Most memorable moment on air

It would definitely be ‘September 11’, no doubt about it. It happened during breakfast radio and was unfolding as the world woke up. People were going about their day, but realising something massive was happening and it still gives me goosebumps thinking about it, trying to get information to people. The internet existed and that was where I was getting information from, but people didn’t have the internet on their phones like they do now, so as soon as they left for work, they were desperate for information and the radio was where they got it from – that’s where radio shines. People still say to me, ‘That’s the day I started listening to you, on September 11”.

Favourite moment on air

Talking to Hugh Jackman! Those things are really fun, I do love them. When we jag a really big star it’s pretty exciting, you never forget them. He was so lovely and the funniest thing is I reckon he did upwards of 200 interviews that day, but he was so nice to us and pretended he was excited, he was great fun.
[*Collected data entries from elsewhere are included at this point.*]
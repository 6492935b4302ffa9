// Client-side access to a runner's control socket.
//
// Clients are short-lived blocking processes, so this speaks the sync side
// of the HTTP codec over std UnixStream with read/write timeouts. The one
// transport error treated as success is a reset while reading the stop
// response: the runner exits right after flushing it.

use std::os::unix::net::UnixStream;
use std::path::{Path, PathBuf};
use std::process::{Command, Stdio};
use std::time::Duration;

use anyhow::{bail, Context, Result};
use serde::de::DeserializeOwned;

use crate::http::{self, percent_encode};
use crate::protocol::{
    ErrorBody, ObserveResponse, RestartRequest, RestartResponse, RunnerStatus, StopRequest,
    StopResponse,
};

const READ_TIMEOUT: Duration = Duration::from_secs(30);
const WRITE_TIMEOUT: Duration = Duration::from_secs(5);

/// How long to wait for a freshly launched runner's socket to appear.
const LAUNCH_WAIT: Duration = Duration::from_millis(100);
const LAUNCH_ATTEMPTS: usize = 20;

/// Query parameters for `GET /v1/logs`, assembled client-side.
#[derive(Debug, Clone, Default)]
pub struct LogsQuery {
    pub since_cursor: Option<u64>,
    pub since_ms: Option<u64>,
    pub last: Option<usize>,
    pub stream: Option<String>,
    pub grep: Option<String>,
    pub regex: bool,
    pub case_sensitive: bool,
    pub invert: bool,
    pub max_lines: Option<usize>,
    pub max_bytes: Option<usize>,
}

impl LogsQuery {
    pub fn to_query_string(&self) -> String {
        let mut pairs: Vec<String> = Vec::new();
        if let Some(v) = self.since_cursor {
            pairs.push(format!("since_cursor={v}"));
        }
        if let Some(v) = self.since_ms {
            pairs.push(format!("since_ms={v}"));
        }
        if let Some(v) = self.last {
            pairs.push(format!("last={v}"));
        }
        if let Some(v) = &self.stream {
            pairs.push(format!("stream={}", percent_encode(v)));
        }
        if let Some(v) = &self.grep {
            pairs.push(format!("grep={}", percent_encode(v)));
        }
        if self.regex {
            pairs.push("regex=1".into());
        }
        if self.case_sensitive {
            pairs.push("case_sensitive=1".into());
        }
        if self.invert {
            pairs.push("invert=1".into());
        }
        if let Some(v) = self.max_lines {
            pairs.push(format!("max_lines={v}"));
        }
        if let Some(v) = self.max_bytes {
            pairs.push(format!("max_bytes={v}"));
        }
        pairs.join("&")
    }
}

/// A handle on one runner's socket.
pub struct RunnerClient {
    pub name: String,
    pub socket_path: PathBuf,
}

impl RunnerClient {
    pub fn new(name: impl Into<String>, socket_path: impl Into<PathBuf>) -> Self {
        Self {
            name: name.into(),
            socket_path: socket_path.into(),
        }
    }

    pub fn status(&self) -> Result<RunnerStatus> {
        let (status, body) = self.exchange("GET", "/v1/status", None)?;
        self.decode(status, &body)
    }

    pub fn logs(&self, query: &LogsQuery) -> Result<ObserveResponse> {
        let qs = query.to_query_string();
        let target = if qs.is_empty() {
            "/v1/logs".to_string()
        } else {
            format!("/v1/logs?{qs}")
        };
        let (status, body) = self.exchange("GET", &target, None)?;
        self.decode(status, &body)
    }

    pub fn restart(&self, request: &RestartRequest) -> Result<RestartResponse> {
        let body = serde_json::to_vec(request).context("failed to encode restart request")?;
        let (status, body) = self.exchange("POST", "/v1/restart", Some(&body))?;
        self.decode(status, &body)
    }

    pub fn stop(&self, grace_ms: Option<u64>) -> Result<StopResponse> {
        let body =
            serde_json::to_vec(&StopRequest { grace_ms }).context("failed to encode stop request")?;
        match self.exchange("POST", "/v1/stop", Some(&body)) {
            Ok((status, body)) => self.decode(status, &body),
            Err(e) if is_benign_reset(&e) => Ok(StopResponse { stopped: true }),
            Err(e) => Err(e),
        }
    }

    fn exchange(&self, method: &str, target: &str, body: Option<&[u8]>) -> Result<(u16, Vec<u8>)> {
        if !self.socket_path.exists() {
            bail!(
                "no_runner: no runner for '{}' (expected socket at {})",
                self.name,
                self.socket_path.display()
            );
        }
        let stream = UnixStream::connect(&self.socket_path).with_context(|| {
            format!(
                "no_runner: failed to connect to {}",
                self.socket_path.display()
            )
        })?;
        stream
            .set_read_timeout(Some(READ_TIMEOUT))
            .context("failed to set read timeout")?;
        stream
            .set_write_timeout(Some(WRITE_TIMEOUT))
            .context("failed to set write timeout")?;
        http::request_sync(stream, method, target, body).map_err(|e| {
            if is_timeout(&e) {
                e.context(format!(
                    "request_timeout: runner '{}' did not respond within {:?}",
                    self.name, READ_TIMEOUT
                ))
            } else {
                e
            }
        })
    }

    fn decode<T: DeserializeOwned>(&self, status: u16, body: &[u8]) -> Result<T> {
        if status == 200 {
            return serde_json::from_slice(body)
                .with_context(|| format!("malformed response from runner '{}'", self.name));
        }
        match serde_json::from_slice::<ErrorBody>(body) {
            Ok(err) => bail!("{}: {}", err.error, err.message),
            Err(_) => bail!("runner '{}' returned HTTP {status}", self.name),
        }
    }
}

fn is_timeout(err: &anyhow::Error) -> bool {
    err.chain()
        .filter_map(|cause| cause.downcast_ref::<std::io::Error>())
        .any(|io| {
            matches!(
                io.kind(),
                std::io::ErrorKind::TimedOut | std::io::ErrorKind::WouldBlock
            )
        })
}

fn is_benign_reset(err: &anyhow::Error) -> bool {
    err.chain()
        .filter_map(|cause| cause.downcast_ref::<std::io::Error>())
        .any(|io| {
            matches!(
                io.kind(),
                std::io::ErrorKind::ConnectionReset
                    | std::io::ErrorKind::BrokenPipe
                    | std::io::ErrorKind::UnexpectedEof
            )
        })
}

/// Spawn a detached runner process and wait for its socket to answer.
/// `runner_args` is everything after the binary name.
pub fn launch_runner(runner_args: &[String], socket_path: &Path) -> Result<()> {
    let binary = runner_binary_path();
    Command::new(&binary)
        .args(runner_args)
        .stdin(Stdio::null())
        .stdout(Stdio::null())
        .stderr(Stdio::null())
        .spawn()
        .with_context(|| format!("failed to start runner at {}", binary.display()))?;

    for _ in 0..LAUNCH_ATTEMPTS {
        std::thread::sleep(LAUNCH_WAIT);
        if socket_path.exists() && UnixStream::connect(socket_path).is_ok() {
            return Ok(());
        }
    }
    bail!(
        "runner did not start within {:?} (socket not found at {})",
        LAUNCH_WAIT * LAUNCH_ATTEMPTS as u32,
        socket_path.display()
    )
}

/// Locate the tap-runner binary: next to the current executable first
/// (the normal install layout), then whatever PATH resolves.
fn runner_binary_path() -> PathBuf {
    if let Ok(exe) = std::env::current_exe() {
        if let Some(dir) = exe.parent() {
            let candidate = dir.join("tap-runner");
            if candidate.exists() {
                return candidate;
            }
        }
    }
    PathBuf::from("tap-runner")
}

#[cfg(test)]
mod tests {
    use super::*;

    #[test]
    fn logs_query_string_encodes_fields() {
        let query = LogsQuery {
            since_cursor: Some(7),
            grep: Some("hello world".into()),
            regex: true,
            invert: true,
            max_lines: Some(10),
            ..Default::default()
        };
        let qs = query.to_query_string();
        assert_eq!(
            qs,
            "since_cursor=7&grep=hello%20world&regex=1&invert=1&max_lines=10"
        );
    }

    #[test]
    fn empty_logs_query_is_empty() {
        assert_eq!(LogsQuery::default().to_query_string(), "");
    }

    #[test]
    fn missing_socket_maps_to_no_runner() {
        let client = RunnerClient::new("ghost", "/nonexistent/tap/ghost.sock");
        let err = client.status().unwrap_err();
        assert!(err.to_string().contains("no_runner"));
    }

    #[test]
    fn benign_reset_detection() {
        let reset = anyhow::Error::from(std::io::Error::new(
            std::io::ErrorKind::ConnectionReset,
            "reset",
        ));
        assert!(is_benign_reset(&reset));

        let refused = anyhow::Error::from(std::io::Error::new(
            std::io::ErrorKind::ConnectionRefused,
            "refused",
        ));
        assert!(!is_benign_reset(&refused));
    }
}
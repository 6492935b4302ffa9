// Service discovery: a bounded-depth walk mapping service names to control
// sockets across a workspace.
//
// The walk is best-effort: unreadable directories are skipped and the scan
// continues, so a permission error in one subtree never hides the rest.

use std::path::{Path, PathBuf};

use anyhow::Result;

use crate::config::{ServicePaths, SOCKET_SUFFIX, TAP_DIR_NAME};
use crate::validate::validate_service_name;

/// How deep below the base directory the walk descends.
pub const DEFAULT_MAX_DEPTH: usize = 5;

/// A `.tap` directory found during the walk. `prefix` is the base-relative
/// path of its parent, empty at the workspace root.
#[derive(Debug, Clone)]
pub struct TapDir {
    pub path: PathBuf,
    pub prefix: String,
}

/// One service: its composed name and where its socket lives.
#[derive(Debug, Clone)]
pub struct DiscoveredService {
    pub name: String,
    pub socket_path: PathBuf,
    pub tap_dir: PathBuf,
    pub prefix: String,
    pub base_name: String,
}

/// Where a name resolved to. `found` is false when no live service
/// matched and `socket_path` is the location a runner for that name would
/// use, so callers can render a useful "no runner" message.
#[derive(Debug, Clone)]
pub struct Resolution {
    pub name: String,
    pub socket_path: PathBuf,
    pub found: bool,
}

/// Find every `.tap` directory under `base`, up to `max_depth` levels
/// down. Skips `node_modules` and dot-entries other than `.tap` itself.
pub fn find_tap_dirs(base: &Path, max_depth: usize) -> Vec<TapDir> {
    let base = canonical(base);
    let mut found = Vec::new();
    walk(&base, &base, 0, max_depth, &mut found);
    found
}

fn walk(base: &Path, dir: &Path, depth: usize, max_depth: usize, found: &mut Vec<TapDir>) {
    if depth > max_depth {
        return;
    }
    let entries = match std::fs::read_dir(dir) {
        Ok(entries) => entries,
        Err(_) => return,
    };
    for entry in entries.flatten() {
        let file_type = match entry.file_type() {
            Ok(t) => t,
            Err(_) => continue,
        };
        if !file_type.is_dir() {
            continue;
        }
        let file_name = entry.file_name();
        let Some(name) = file_name.to_str() else {
            continue;
        };
        if name == "node_modules" {
            continue;
        }
        if name.starts_with('.') {
            if name == TAP_DIR_NAME {
                let prefix = dir
                    .strip_prefix(base)
                    .map(|p| p.to_string_lossy().into_owned())
                    .unwrap_or_default();
                found.push(TapDir {
                    path: entry.path(),
                    prefix,
                });
            }
            continue;
        }
        walk(base, &entry.path(), depth + 1, max_depth, found);
    }
}

/// Enumerate services: every `*.sock` entry of every discovered `.tap`
/// directory, with composed names (`prefix:base`, bare base at the root).
pub fn list_services(base: &Path, max_depth: usize) -> Vec<DiscoveredService> {
    let mut services = Vec::new();
    for tap_dir in find_tap_dirs(base, max_depth) {
        let entries = match std::fs::read_dir(&tap_dir.path) {
            Ok(entries) => entries,
            Err(_) => continue,
        };
        for entry in entries.flatten() {
            let file_name = entry.file_name();
            let Some(file_name) = file_name.to_str() else {
                continue;
            };
            let Some(base_name) = file_name.strip_suffix(SOCKET_SUFFIX) else {
                continue;
            };
            if base_name.is_empty() {
                continue;
            }
            let name = if tap_dir.prefix.is_empty() {
                base_name.to_string()
            } else {
                format!("{}:{}", tap_dir.prefix, base_name)
            };
            services.push(DiscoveredService {
                name,
                socket_path: entry.path(),
                tap_dir: tap_dir.path.clone(),
                prefix: tap_dir.prefix.clone(),
                base_name: base_name.to_string(),
            });
        }
    }
    services.sort_by(|a, b| a.name.cmp(&b.name));
    services
}

/// Resolve a user-supplied name to a socket path. An explicit `tap_dir`
/// skips discovery entirely; otherwise an exact composed-name match wins,
/// then a unique base-name match for colon-free names.
pub fn resolve(base: &Path, name: &str, tap_dir: Option<&Path>) -> Result<Resolution> {
    validate_service_name(name)?;

    if let Some(dir) = tap_dir {
        let paths = ServicePaths::in_tap_dir(dir, name)?;
        let found = paths.socket_path.exists();
        return Ok(Resolution {
            name: name.to_string(),
            socket_path: paths.socket_path,
            found,
        });
    }

    let services = list_services(base, DEFAULT_MAX_DEPTH);
    if let Some(service) = services.iter().find(|s| s.name == name) {
        return Ok(Resolution {
            name: service.name.clone(),
            socket_path: service.socket_path.clone(),
            found: true,
        });
    }
    if !name.contains(':') {
        let matches: Vec<_> = services.iter().filter(|s| s.base_name == name).collect();
        if matches.len() == 1 {
            let service = matches[0];
            return Ok(Resolution {
                name: service.name.clone(),
                socket_path: service.socket_path.clone(),
                found: true,
            });
        }
    }

    // Nothing matched: hand back the path a runner for this name would
    // bind, so the caller can explain where it looked.
    let paths = ServicePaths::for_name(&canonical(base), name)?;
    Ok(Resolution {
        name: name.to_string(),
        socket_path: paths.socket_path,
        found: false,
    })
}

fn canonical(path: &Path) -> PathBuf {
    path.canonicalize().unwrap_or_else(|_| path.to_path_buf())
}
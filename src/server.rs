// Control server: HTTP/1.1 request/response over the runner's Unix socket.
//
// One task per connection, one exchange per connection. The stop endpoint
// finishes the child teardown before its response is written; the process
// shutdown is triggered only after that response has been flushed.

use std::path::Path;
use std::sync::Arc;
use std::time::Duration;

use anyhow::{bail, Context, Result};
use serde::de::DeserializeOwned;
use serde::Serialize;
use tokio::io::BufReader;
use tokio::net::{UnixListener, UnixStream};
use tokio_util::sync::CancellationToken;

use crate::http::{self, Request, RequestError};
use crate::protocol::{
    ErrorBody, ErrorCode, LastExit, ObserveResponse, ReadyKind, RestartRequest, RestartResponse,
    RunnerStatus, StopRequest, StopResponse, DEFAULT_GRACE_MS, DEFAULT_READY_TIMEOUT_MS,
};
use crate::ring::{self, QueryOptions, SharedRing, Stream, DEFAULT_QUERY_LINES};
use crate::supervisor::Supervisor;
use crate::validate::Matcher;

/// Marker inserted before the old child is stopped.
pub const RESTART_REQUESTED_MARKER: &str = "--- restart requested ---";

/// Marker inserted after the new child exists but before its first output.
pub fn restarted_marker(pid: u32) -> String {
    format!("--- restarted (pid={pid}) ---")
}

/// How long the stale-socket probe waits for a status response.
const STALE_PROBE_TIMEOUT: Duration = Duration::from_millis(500);

/// Everything a request handler can reach. The server owns the supervisor
/// and the ring; handlers borrow them through this shared state.
pub struct RunnerState {
    pub name: String,
    pub started_at: u64,
    pub pty: bool,
    pub forward: bool,
    pub ring: SharedRing,
    pub supervisor: Supervisor,
    pub shutdown: CancellationToken,
}
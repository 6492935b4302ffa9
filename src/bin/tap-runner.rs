// tap-runner: per-service daemon that owns one supervised child and
// serves the control API on <tap_dir>/<name>.sock.
//
// Usage:
//   tap-runner <name> [OPTIONS] -- <command> [args...]
//
// The tap CLI normally launches this detached; running it in the
// foreground works the same way and logs to stderr.

use std::path::PathBuf;
use std::sync::Arc;

use anyhow::{bail, Context, Result};
use tokio::signal::unix::{signal, SignalKind};
use tokio_util::sync::CancellationToken;

use tap::cli::{parse_env_file, parse_env_pair};
use tap::config::ServicePaths;
use tap::ring;
use tap::server::{self, RunnerState};
use tap::supervisor::{ChildSpec, Supervisor};

/// Grace given to the child when the runner itself is told to shut down.
const SHUTDOWN_GRACE_MS: u64 = 2000;

struct RunnerArgs {
    name: String,
    base_dir: PathBuf,
    tap_dir: Option<PathBuf>,
    pty: bool,
    forward: bool,
    cwd: Option<PathBuf>,
    env: Vec<(String, String)>,
    max_lines: usize,
    max_bytes: usize,
    command: Vec<String>,
}

fn print_help() {
    println!(
        r#"tap-runner - per-service daemon supervising one command

USAGE:
    tap-runner <name> [OPTIONS] -- <command> [args...]

OPTIONS:
    --dir <path>        Workspace base directory (default: current directory)
    --tap-dir <path>    Explicit tap directory (skips workspace derivation)
    --pty               Run the command under a pseudo-terminal
    --forward           Echo captured lines to the runner's own stdio
    --cwd <path>        Working directory for the child
    --env KEY=VALUE     Environment override (repeatable)
    --env-file <path>   Load KEY=VALUE overrides from a file
    --max-lines <n>     Ring buffer line cap (default {})
    --max-bytes <n>     Ring buffer byte cap (default {})
    --help              Show this help

EXAMPLES:
    tap-runner api -- npm run dev
    tap-runner frontend:api --pty -- cargo run
    tap-runner worker --env-file .env -- ./worker --queue jobs
"#,
        ring::DEFAULT_MAX_LINES,
        ring::DEFAULT_MAX_BYTES,
    );
}

fn parse_args(args: &[String]) -> Result<RunnerArgs> {
    let mut name: Option<String> = None;
    let mut base_dir: Option<PathBuf> = None;
    let mut tap_dir: Option<PathBuf> = None;
    let mut pty = false;
    let mut forward = false;
    let mut cwd: Option<PathBuf> = None;
    let mut env: Vec<(String, String)> = Vec::new();
    let mut max_lines = ring::DEFAULT_MAX_LINES;
    let mut max_bytes = ring::DEFAULT_MAX_BYTES;
    let mut command: Vec<String> = Vec::new();

    let mut i = 0;
    while i < args.len() {
        let arg = &args[i];
        match arg.as_str() {
            "--" => {
                command = args[i + 1..].to_vec();
                break;
            }
            "--dir" => base_dir = Some(PathBuf::from(take_value(args, &mut i, "--dir")?)),
            "--tap-dir" => tap_dir = Some(PathBuf::from(take_value(args, &mut i, "--tap-dir")?)),
            "--pty" => pty = true,
            "--forward" => forward = true,
            "--cwd" => cwd = Some(PathBuf::from(take_value(args, &mut i, "--cwd")?)),
            "--env" => env.push(parse_env_pair(&take_value(args, &mut i, "--env")?)?),
            "--env-file" => {
                let path = PathBuf::from(take_value(args, &mut i, "--env-file")?);
                env.extend(parse_env_file(&path)?);
            }
            "--max-lines" => {
                max_lines = take_value(args, &mut i, "--max-lines")?
                    .parse()
                    .context("--max-lines expects an integer")?;
            }
            "--max-bytes" => {
                max_bytes = take_value(args, &mut i, "--max-bytes")?
                    .parse()
                    .context("--max-bytes expects an integer")?;
            }
            flag if flag.starts_with("--") => bail!("unknown option: {flag}"),
            _ if name.is_none() => name = Some(arg.clone()),
            other => bail!("unexpected argument: {other}"),
        }
        i += 1;
    }

    let name = name.context("missing service name")?;
    if command.is_empty() {
        bail!("missing child command (everything after '--')");
    }
    let base_dir = match base_dir {
        Some(dir) => dir,
        None => std::env::current_dir().context("failed to resolve current directory")?,
    };
    Ok(RunnerArgs {
        name,
        base_dir,
        tap_dir,
        pty,
        forward,
        cwd,
        env,
        max_lines,
        max_bytes,
        command,
    })
}

fn take_value(args: &[String], i: &mut usize, flag: &str) -> Result<String> {
    *i += 1;
    args.get(*i)
        .cloned()
        .with_context(|| format!("{flag} requires a value"))
}

#[tokio::main]
async fn main() -> Result<()> {
    let raw: Vec<String> = std::env::args().skip(1).collect();
    if raw.is_empty() || raw[0] == "--help" || raw[0] == "-h" || raw[0] == "help" {
        print_help();
        return Ok(());
    }
    let args = parse_args(&raw)?;

    let paths = match &args.tap_dir {
        Some(dir) => ServicePaths::in_tap_dir(dir, &args.name)?,
        None => ServicePaths::for_name(&args.base_dir, &args.name)?,
    };
    paths.ensure_tap_dir()?;

    // Bind first so a second runner for the same name fails fast with
    // runner_exists instead of spawning a duplicate child.
    let listener = server::bind_socket(&paths.socket_path)?;

    let ring = ring::shared(args.max_lines, args.max_bytes);
    let spec = ChildSpec {
        command: args.command.clone(),
        cwd: args.cwd.clone(),
        env: args.env.clone(),
        use_pty: args.pty,
    };
    let supervisor = Supervisor::new(spec, Arc::clone(&ring), args.forward);
    let started_at = ring::now_ms();

    match supervisor.start().await {
        Ok(pid) => {
            eprintln!(
                "tap-runner: started '{}' (pid {pid})",
                args.command.join(" ")
            );
        }
        Err(e) => {
            let _ = std::fs::remove_file(&paths.socket_path);
            return Err(e.context("child failed to spawn"));
        }
    }

    let shutdown = CancellationToken::new();
    let state = Arc::new(RunnerState {
        name: args.name.clone(),
        started_at,
        pty: args.pty,
        forward: args.forward,
        ring,
        supervisor,
        shutdown: shutdown.clone(),
    });

    // SIGINT/SIGTERM both funnel into the shutdown token; repeated
    // signals are harmless.
    let mut interrupt = signal(SignalKind::interrupt()).context("failed to install SIGINT handler")?;
    let mut terminate =
        signal(SignalKind::terminate()).context("failed to install SIGTERM handler")?;
    let signalled = shutdown.clone();
    tokio::spawn(async move {
        loop {
            tokio::select! {
                _ = interrupt.recv() => {}
                _ = terminate.recv() => {}
            }
            signalled.cancel();
        }
    });

    eprintln!(
        "tap-runner: serving '{}' on {}",
        args.name,
        paths.socket_path.display()
    );
    server::serve(Arc::clone(&state), listener).await;

    // Teardown; the stop endpoint may already have done the child half.
    state.supervisor.stop(SHUTDOWN_GRACE_MS).await.ok();
    let _ = std::fs::remove_file(&paths.socket_path);
    eprintln!("tap-runner: stopped '{}'", args.name);
    Ok(())
}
Least favourite moment on air

My least favourite moment came very early in my career on Mix FM. I won’t name the franchise, but I said at Easter time, ‘There’s only one chocolate I don’t like’, and I named a brand and then I spent the rest of the day driving around to franchisees apologising to them, while they cried and said I’d ruined their Easter sales. It was terrible, the worst day. But it was a really good lesson for me, I realised when you say something that you think is flippant it can actually really affect people.

‘The voice’

When I was younger I never knew my voice was different, but my mum says I sounded like this in the pram, as a tiny baby. I’ve had my voice investigated and I don’t have scarring, I don’t have nodules, I don’t have anything that would suggest I should have this voice, but I’ve had it since I was a baby. I don’t love it, but there’s nothing I can do about it. I know people who say, ‘I hate her voice,’ but it’s kept me employed so I can’t really complain about it.